◆ WHAT THE TASK REQUIRES: Repeat exactly the lines below that lie between the line with "fn secret_params(&self) ->" and the line with "let base_url = config.base_url.clone();", counting both of those lines as part of the answer.

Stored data
——
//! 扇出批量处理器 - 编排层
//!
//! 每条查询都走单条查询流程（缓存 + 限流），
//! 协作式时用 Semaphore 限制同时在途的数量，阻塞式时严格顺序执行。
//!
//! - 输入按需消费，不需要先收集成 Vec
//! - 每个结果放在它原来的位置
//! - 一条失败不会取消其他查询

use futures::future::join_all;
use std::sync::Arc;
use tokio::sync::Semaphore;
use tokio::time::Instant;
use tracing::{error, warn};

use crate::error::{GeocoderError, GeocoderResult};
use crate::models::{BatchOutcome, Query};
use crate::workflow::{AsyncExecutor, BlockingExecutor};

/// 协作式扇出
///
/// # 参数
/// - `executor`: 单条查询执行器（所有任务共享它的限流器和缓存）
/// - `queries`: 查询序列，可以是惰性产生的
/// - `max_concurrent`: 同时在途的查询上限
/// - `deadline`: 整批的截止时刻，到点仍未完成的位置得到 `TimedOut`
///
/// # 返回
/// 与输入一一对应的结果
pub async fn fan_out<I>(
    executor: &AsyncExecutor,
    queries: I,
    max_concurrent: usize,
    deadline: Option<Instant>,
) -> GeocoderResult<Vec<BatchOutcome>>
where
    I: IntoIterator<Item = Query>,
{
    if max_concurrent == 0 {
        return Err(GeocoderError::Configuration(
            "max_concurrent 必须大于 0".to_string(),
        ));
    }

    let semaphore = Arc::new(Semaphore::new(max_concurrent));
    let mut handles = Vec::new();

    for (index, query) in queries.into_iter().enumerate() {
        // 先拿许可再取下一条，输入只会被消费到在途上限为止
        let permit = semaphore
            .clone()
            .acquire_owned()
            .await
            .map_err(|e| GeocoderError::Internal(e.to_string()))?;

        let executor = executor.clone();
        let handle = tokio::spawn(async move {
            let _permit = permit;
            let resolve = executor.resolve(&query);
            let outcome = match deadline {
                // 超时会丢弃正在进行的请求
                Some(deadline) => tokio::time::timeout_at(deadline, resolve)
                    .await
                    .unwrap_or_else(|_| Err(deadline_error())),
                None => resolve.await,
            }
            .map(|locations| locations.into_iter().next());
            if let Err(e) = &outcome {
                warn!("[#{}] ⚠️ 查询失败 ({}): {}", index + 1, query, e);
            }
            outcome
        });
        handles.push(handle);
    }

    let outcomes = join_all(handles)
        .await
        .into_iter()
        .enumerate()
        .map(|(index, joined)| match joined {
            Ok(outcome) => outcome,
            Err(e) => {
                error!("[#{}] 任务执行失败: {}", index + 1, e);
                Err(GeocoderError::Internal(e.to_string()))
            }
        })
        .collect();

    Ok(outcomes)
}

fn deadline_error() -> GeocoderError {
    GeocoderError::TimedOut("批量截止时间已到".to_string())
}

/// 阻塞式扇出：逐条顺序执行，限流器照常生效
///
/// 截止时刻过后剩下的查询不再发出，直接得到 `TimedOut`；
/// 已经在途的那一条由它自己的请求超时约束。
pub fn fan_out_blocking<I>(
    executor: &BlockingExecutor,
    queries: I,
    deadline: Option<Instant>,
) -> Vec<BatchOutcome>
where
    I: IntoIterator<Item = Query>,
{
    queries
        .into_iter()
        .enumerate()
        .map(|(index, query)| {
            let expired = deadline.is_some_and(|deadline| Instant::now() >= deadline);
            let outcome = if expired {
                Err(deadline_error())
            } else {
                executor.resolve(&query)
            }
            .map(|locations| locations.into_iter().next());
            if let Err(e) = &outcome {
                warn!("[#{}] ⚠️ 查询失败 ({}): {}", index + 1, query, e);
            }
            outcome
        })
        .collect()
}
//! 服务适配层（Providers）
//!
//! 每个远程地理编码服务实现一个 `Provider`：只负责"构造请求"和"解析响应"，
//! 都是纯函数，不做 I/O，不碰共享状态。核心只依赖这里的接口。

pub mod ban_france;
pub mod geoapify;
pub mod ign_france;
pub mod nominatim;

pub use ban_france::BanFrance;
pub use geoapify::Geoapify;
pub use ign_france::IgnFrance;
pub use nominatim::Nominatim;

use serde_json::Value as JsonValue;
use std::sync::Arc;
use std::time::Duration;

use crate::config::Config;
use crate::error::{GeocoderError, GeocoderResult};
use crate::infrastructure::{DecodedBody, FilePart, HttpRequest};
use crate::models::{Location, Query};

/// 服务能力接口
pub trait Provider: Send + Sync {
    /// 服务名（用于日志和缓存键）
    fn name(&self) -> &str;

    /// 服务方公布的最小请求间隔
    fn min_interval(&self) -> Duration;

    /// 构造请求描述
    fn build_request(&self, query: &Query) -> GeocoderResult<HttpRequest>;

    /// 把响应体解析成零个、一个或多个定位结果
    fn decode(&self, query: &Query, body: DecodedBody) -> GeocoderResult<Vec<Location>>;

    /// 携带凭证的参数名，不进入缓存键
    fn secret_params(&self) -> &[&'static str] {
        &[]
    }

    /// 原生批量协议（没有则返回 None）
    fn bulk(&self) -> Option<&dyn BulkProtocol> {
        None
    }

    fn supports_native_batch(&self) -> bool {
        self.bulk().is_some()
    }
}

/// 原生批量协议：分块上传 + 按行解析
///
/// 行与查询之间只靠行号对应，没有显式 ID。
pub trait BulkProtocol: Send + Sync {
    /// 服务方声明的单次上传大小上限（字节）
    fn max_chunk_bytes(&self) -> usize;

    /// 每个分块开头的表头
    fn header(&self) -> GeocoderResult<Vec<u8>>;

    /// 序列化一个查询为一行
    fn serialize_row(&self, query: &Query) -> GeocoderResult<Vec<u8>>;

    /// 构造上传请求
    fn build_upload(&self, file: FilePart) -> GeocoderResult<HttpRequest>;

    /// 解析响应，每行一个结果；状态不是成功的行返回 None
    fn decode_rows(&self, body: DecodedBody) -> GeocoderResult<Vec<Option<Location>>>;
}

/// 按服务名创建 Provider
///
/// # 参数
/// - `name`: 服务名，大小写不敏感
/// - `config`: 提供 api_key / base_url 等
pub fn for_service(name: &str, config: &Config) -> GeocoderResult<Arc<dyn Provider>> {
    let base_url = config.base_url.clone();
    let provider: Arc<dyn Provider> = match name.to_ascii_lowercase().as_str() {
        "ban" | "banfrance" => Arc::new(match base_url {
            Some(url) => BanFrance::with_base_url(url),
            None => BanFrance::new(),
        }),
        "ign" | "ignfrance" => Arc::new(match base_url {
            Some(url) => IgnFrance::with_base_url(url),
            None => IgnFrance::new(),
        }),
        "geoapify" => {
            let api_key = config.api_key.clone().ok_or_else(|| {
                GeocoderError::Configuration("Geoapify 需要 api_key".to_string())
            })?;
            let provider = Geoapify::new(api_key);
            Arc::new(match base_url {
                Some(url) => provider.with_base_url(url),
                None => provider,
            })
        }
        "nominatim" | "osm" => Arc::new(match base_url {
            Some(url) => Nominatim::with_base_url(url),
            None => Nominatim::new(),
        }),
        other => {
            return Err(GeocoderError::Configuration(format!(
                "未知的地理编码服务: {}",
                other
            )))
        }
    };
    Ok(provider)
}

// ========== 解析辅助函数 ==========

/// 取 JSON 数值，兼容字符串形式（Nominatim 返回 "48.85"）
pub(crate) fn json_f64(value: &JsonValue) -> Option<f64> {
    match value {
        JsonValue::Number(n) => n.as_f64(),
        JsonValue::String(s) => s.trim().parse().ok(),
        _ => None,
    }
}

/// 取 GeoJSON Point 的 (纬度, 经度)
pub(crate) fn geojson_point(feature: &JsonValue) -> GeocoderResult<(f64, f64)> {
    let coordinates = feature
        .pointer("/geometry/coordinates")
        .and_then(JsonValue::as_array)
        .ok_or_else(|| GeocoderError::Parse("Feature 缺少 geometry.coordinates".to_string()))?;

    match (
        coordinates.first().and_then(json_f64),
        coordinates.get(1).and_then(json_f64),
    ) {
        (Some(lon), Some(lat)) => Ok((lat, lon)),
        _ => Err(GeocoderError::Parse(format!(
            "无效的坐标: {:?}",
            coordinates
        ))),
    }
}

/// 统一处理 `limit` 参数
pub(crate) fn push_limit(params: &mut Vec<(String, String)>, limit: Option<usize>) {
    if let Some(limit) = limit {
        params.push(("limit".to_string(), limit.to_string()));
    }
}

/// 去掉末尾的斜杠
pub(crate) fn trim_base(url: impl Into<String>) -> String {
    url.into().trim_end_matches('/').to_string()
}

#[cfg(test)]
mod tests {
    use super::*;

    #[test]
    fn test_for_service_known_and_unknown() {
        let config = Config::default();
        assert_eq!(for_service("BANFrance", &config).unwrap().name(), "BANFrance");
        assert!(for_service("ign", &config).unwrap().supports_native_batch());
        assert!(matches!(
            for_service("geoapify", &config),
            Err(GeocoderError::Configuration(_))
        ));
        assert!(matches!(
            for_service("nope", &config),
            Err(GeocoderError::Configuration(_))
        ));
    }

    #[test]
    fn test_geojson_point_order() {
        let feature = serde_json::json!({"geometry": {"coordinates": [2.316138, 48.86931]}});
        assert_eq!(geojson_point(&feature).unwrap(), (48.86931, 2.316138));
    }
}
——
◆ SOLUTION TO THIS PROBLEM:
    fn secret_params(&self) -> &[&'static str] {
        &[]
    }

    /// 原生批量协议（没有则返回 None）
    fn bulk(&self) -> Option<&dyn BulkProtocol> {
        None
    }

    fn supports_native_batch(&self) -> bool {
        self.bulk().is_some()
    }
}

/// 原生批量协议：分块上传 + 按行解析
///
/// 行与查询之间只靠行号对应，没有显式 ID。
pub trait BulkProtocol: Send + Sync {
    /// 服务方声明的单次上传大小上限（字节）
    fn max_chunk_bytes(&self) -> usize;

    /// 每个分块开头的表头
    fn header(&self) -> GeocoderResult<Vec<u8>>;

    /// 序列化一个查询为一行
    fn serialize_row(&self, query: &Query) -> GeocoderResult<Vec<u8>>;

    /// 构造上传请求
    fn build_upload(&self, file: FilePart) -> GeocoderResult<HttpRequest>;

    /// 解析响应，每行一个结果；状态不是成功的行返回 None
    fn decode_rows(&self, body: DecodedBody) -> GeocoderResult<Vec<Option<Location>>>;
}

/// 按服务名创建 Provider
///
/// # 参数
/// - `name`: 服务名，大小写不敏感
/// - `config`: 提供 api_key / base_url 等
pub fn for_service(name: &str, config: &Config) -> GeocoderResult<Arc<dyn Provider>> {
    let base_url = config.base_url.clone();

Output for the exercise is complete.